Bocciati invece gli emendamenti che tentavano di riportare nel testo le norme sulla sanità veterinaria stralciate dal Senato a marzo 2016. «Li abbiamo bocciati – spiega Marazziti – non perché riteniamo il tema poco importante ma per rispettare la volontà del Senato e dare al testo la possibilità di essere approvato in questa legislatura. Abbiamo chiesto però al Governo di accogliere un ordine del giorno sull’argomento».

Ddl cannabis: calendario «spezzettato»
Calendario a singhiozzo invece per il Ddl sull’uso terapeutico della cannabis. Per il ddl sulla cannabis terapeutica, spiega Marazziti, «sono giunti tutti i pareri attesi, tranne quello della commissione Bilancio che, come accade in vari casi, sarà presentato direttamente in Aula». Il provvedimento è stato calendarizzato per domani dalla Conferenza dei Capigruppo, ma i lavori potrebbero procedere a singhiozzo. «Il seguito dell’esame – ha spiegato Marazziti – è stato fissato per la prima settimana di novembre». Si tratta di «un calendario spezzettato», osserva Marazziti, ma «ci sono comunque i tempi per l’approvazione della legge entro la Legislatura». «Dopo l’esame della Camera – conclude – passerà al Senato.
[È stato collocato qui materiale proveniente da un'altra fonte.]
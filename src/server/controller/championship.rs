use axum::{extract::State, http::StatusCode, response::IntoResponse, Json};

use crate::{
    model::{
        api::ErrorDto,
        championship::{ChampionshipStatsDto, ChampionshipTierDto},
    },
    server::{error::Error, model::app::AppState, service::championship::ChampionshipService},
};

pub static CHAMPIONSHIP_TAG: &str = "championship";

/// League-wide championship statistics
///
/// Titles of defunct franchises are credited to their active successors.
#[utoipa::path(
    get,
    path = "/api/championships/stats",
    tag = CHAMPIONSHIP_TAG,
    responses(
        (status = 200, description = "Success when computing championship statistics", body = ChampionshipStatsDto),
        (status = 500, description = "Internal server error", body = ErrorDto)
    ),
)]
pub async fn get_championship_stats(
    State(state): State<AppState>,
) -> Result<impl IntoResponse, Error> {
    let stats = ChampionshipService::new(&state.db).get_stats().await?;

    Ok((StatusCode::OK, Json(stats)))
}

/// Teams grouped by championship count, fewest titles first
#[utoipa::path(
    get,
    path = "/api/championships/tiers",
    tag = CHAMPIONSHIP_TAG,
    responses(
        (status = 200, description = "Success when computing championship tiers", body = Vec<ChampionshipTierDto>),
        (status = 500, description = "Internal server error", body = ErrorDto)
    ),
)]
pub async fn get_championship_tiers(
    State(state): State<AppState>,
) -> Result<impl IntoResponse, Error> {
    let tiers = ChampionshipService::new(&state.db).get_tiers().await?;

    Ok((StatusCode::OK, Json(tiers)))
}
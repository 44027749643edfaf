use std::sync::Arc;

use sea_orm::DatabaseConnection;

use crate::server::{storage::PhotoStorage, util::token::TokenVerifier};

#[derive(Clone)]
pub struct AppState {
    pub db: DatabaseConnection,
    pub storage: Arc<dyn PhotoStorage>,
    pub token_verifier: TokenVerifier,
}
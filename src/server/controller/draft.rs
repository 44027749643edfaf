use axum::{
    extract::{Path, State},
    http::StatusCode,
    response::IntoResponse,
    Json,
};

use crate::{
    model::{api::ErrorDto, draft::DraftPositionDto},
    server::{error::Error, model::app::AppState, service::draft::DraftService},
};

pub static DRAFT_TAG: &str = "draft";

/// Every recorded draft pick, by season year then position
#[utoipa::path(
    get,
    path = "/api/draft-positions",
    tag = DRAFT_TAG,
    responses(
        (status = 200, description = "Success when retrieving draft positions", body = Vec<DraftPositionDto>),
        (status = 500, description = "Internal server error", body = ErrorDto)
    ),
)]
pub async fn get_draft_positions(
    State(state): State<AppState>,
) -> Result<impl IntoResponse, Error> {
    let positions = DraftService::new(&state.db).get_draft_positions().await?;

    Ok((StatusCode::OK, Json(positions)))
}

/// Draft order of one season
#[utoipa::path(
    get,
    path = "/api/seasons/{year}/draft-positions",
    tag = DRAFT_TAG,
    params(("year" = i32, Path, description = "Season year")),
    responses(
        (status = 200, description = "Success when retrieving the season's draft order", body = Vec<DraftPositionDto>),
        (status = 404, description = "Season not found", body = ErrorDto),
        (status = 500, description = "Internal server error", body = ErrorDto)
    ),
)]
pub async fn get_season_draft_positions(
    State(state): State<AppState>,
    Path(year): Path<i32>,
) -> Result<impl IntoResponse, Error> {
    let positions = DraftService::new(&state.db).get_by_season_year(year).await?;

    Ok((StatusCode::OK, Json(positions)))
}

/// Draft history of one team, oldest season first
#[utoipa::path(
    get,
    path = "/api/teams/{id}/draft-positions",
    tag = DRAFT_TAG,
    params(("id" = i32, Path, description = "Team ID")),
    responses(
        (status = 200, description = "Success when retrieving the team's draft history", body = Vec<DraftPositionDto>),
        (status = 404, description = "Team not found", body = ErrorDto),
        (status = 500, description = "Internal server error", body = ErrorDto)
    ),
)]
pub async fn get_team_draft_positions(
    State(state): State<AppState>,
    Path(team_id): Path<i32>,
) -> Result<impl IntoResponse, Error> {
    let positions = DraftService::new(&state.db).get_by_team(team_id).await?;

    Ok((StatusCode::OK, Json(positions)))
}
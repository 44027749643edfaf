use sea_orm::entity::prelude::*;

#[derive(Clone, Debug, PartialEq, Eq, DeriveEntityModel)]
#[sea_orm(table_name = "team_alias")]
pub struct Model {
    #[sea_orm(primary_key)]
    pub id: i32,
    #[sea_orm(unique)]
    pub alias: String,
    pub team_id: i32,
    pub created_at: DateTime,
}

#[derive(Copy, Clone, Debug, EnumIter, DeriveRelation)]
pub enum Relation {
    #[sea_orm(
        belongs_to = "super::team::Entity",
        from = "Column::TeamId",
        to = "super::team::Column::Id",
        on_update = "NoAction",
        on_delete = "Cascade"
    )]
    Team,
}

impl Related<super::team::Entity> for Entity {
    fn to() -> RelationDef {
        Relation::Team.def()
    }
}

impl ActiveModelBehavior for ActiveModel {}
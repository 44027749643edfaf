use super::*;

/// Expect locations ordered by city with ascending years, unused locations left out
#[tokio::test]
async fn groups_years_by_location() -> Result<(), TestError> {
    let mut test = TestBuilder::new().with_league_tables().build().await?;
    let wildwood = test.league().insert_draft_location("Wildwood").await?;
    let atlantic_city = test.league().insert_draft_location("Atlantic City").await?;
    test.league().insert_draft_location("Never Used").await?;
    test.league()
        .insert_season(SeasonFixture::new(2021).drafted_at(wildwood.id))
        .await?;
    test.league()
        .insert_season(SeasonFixture::new(2015).drafted_at(wildwood.id))
        .await?;
    test.league()
        .insert_season(SeasonFixture::new(2018).drafted_at(atlantic_city.id))
        .await?;
    test.league().insert_season(SeasonFixture::new(2019)).await?;

    let season_service = SeasonService::new(&test.db);
    let locations = season_service.get_draft_locations().await.unwrap();

    assert_eq!(locations.len(), 2);
    assert_eq!(locations[0].city, "Atlantic City");
    assert_eq!(locations[0].years, vec![2018]);
    assert_eq!(locations[1].city, "Wildwood");
    assert_eq!(locations[1].years, vec![2015, 2021]);

    Ok(())
}
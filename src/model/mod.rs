//! Data transfer objects shared by the HTTP API and its consumers.

pub mod api;
pub mod championship;
pub mod draft;
pub mod owner;
pub mod photo;
pub mod season;
pub mod team;
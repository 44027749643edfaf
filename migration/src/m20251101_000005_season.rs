use sea_orm_migration::{prelude::*, schema::*};

use crate::{m20251101_000001_team::Team, m20251101_000004_draft_location::DraftLocation};

static FK_SEASON_CHAMPION_ID: &str = "fk-season-champion_id";
static FK_SEASON_CO_CHAMPION_ID: &str = "fk-season-co_champion_id";
static FK_SEASON_RUNNER_UP_ID: &str = "fk-season-runner_up_id";
static FK_SEASON_DRAFT_LOCATION_ID: &str = "fk-season-draft_location_id";

#[derive(DeriveMigrationName)]
pub struct Migration;

#[async_trait::async_trait]
impl MigrationTrait for Migration {
    async fn up(&self, manager: &SchemaManager) -> Result<(), DbErr> {
        manager
            .create_table(
                Table::create()
                    .table(Season::Table)
                    .if_not_exists()
                    .col(pk_auto(Season::Id))
                    .col(integer_uniq(Season::Year))
                    .col(integer_null(Season::ChampionId))
                    .col(integer_null(Season::CoChampionId))
                    .col(integer_null(Season::RunnerUpId))
                    .col(boolean(Season::IsCoChampionship).default(false))
                    .col(integer_null(Season::DraftLocationId))
                    .col(text_null(Season::Note))
                    .col(string_null(Season::GroupPhoto))
                    .to_owned(),
            )
            .await?;

        let team_refs = [
            (FK_SEASON_CHAMPION_ID, Season::ChampionId),
            (FK_SEASON_CO_CHAMPION_ID, Season::CoChampionId),
            (FK_SEASON_RUNNER_UP_ID, Season::RunnerUpId),
        ];

        for (name, column) in team_refs {
            manager
                .create_foreign_key(
                    ForeignKey::create()
                        .name(name)
                        .from_tbl(Season::Table)
                        .from_col(column)
                        .to_tbl(Team::Table)
                        .to_col(Team::Id)
                        .on_delete(ForeignKeyAction::SetNull)
                        .to_owned(),
                )
                .await?;
        }

        manager
            .create_foreign_key(
                ForeignKey::create()
                    .name(FK_SEASON_DRAFT_LOCATION_ID)
                    .from_tbl(Season::Table)
                    .from_col(Season::DraftLocationId)
                    .to_tbl(DraftLocation::Table)
                    .to_col(DraftLocation::Id)
                    .on_delete(ForeignKeyAction::SetNull)
                    .to_owned(),
            )
            .await?;

        Ok(())
    }

    async fn down(&self, manager: &SchemaManager) -> Result<(), DbErr> {
        for fk in [
            FK_SEASON_DRAFT_LOCATION_ID,
            FK_SEASON_RUNNER_UP_ID,
            FK_SEASON_CO_CHAMPION_ID,
            FK_SEASON_CHAMPION_ID,
        ] {
            manager
                .drop_foreign_key(ForeignKey::drop().name(fk).table(Season::Table).to_owned())
                .await?;
        }

        manager
            .drop_table(Table::drop().table(Season::Table).to_owned())
            .await?;

        Ok(())
    }
}

#[derive(DeriveIden)]
pub enum Season {
    Table,
    Id,
    Year,
    ChampionId,
    CoChampionId,
    RunnerUpId,
    IsCoChampionship,
    DraftLocationId,
    Note,
    GroupPhoto,
}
Dall’avvio dell’esame, infatti, il tempo previsto per la sua conclusione in Aula è di un mese. Dunque entro dicembre il provvedimento dovrebbe passare al Senato, dove se non ci sono problematiche dovrebbe essere approvato in tempi brevi». Sul testo che va domani in Aula, ha concluso, «non ci sono gruppi contrari e c’è un’ampia condivisione. Per alcuni è una briciola rispetto al tema più ampio della legalizzazione, ma anche chi sostiene la liberalizzazione, ha lavorato per l’approvazione del testo sull’uso terapeutico». Quindi salvo imprevisti «politici» non dovrebbero esserci ostacoli.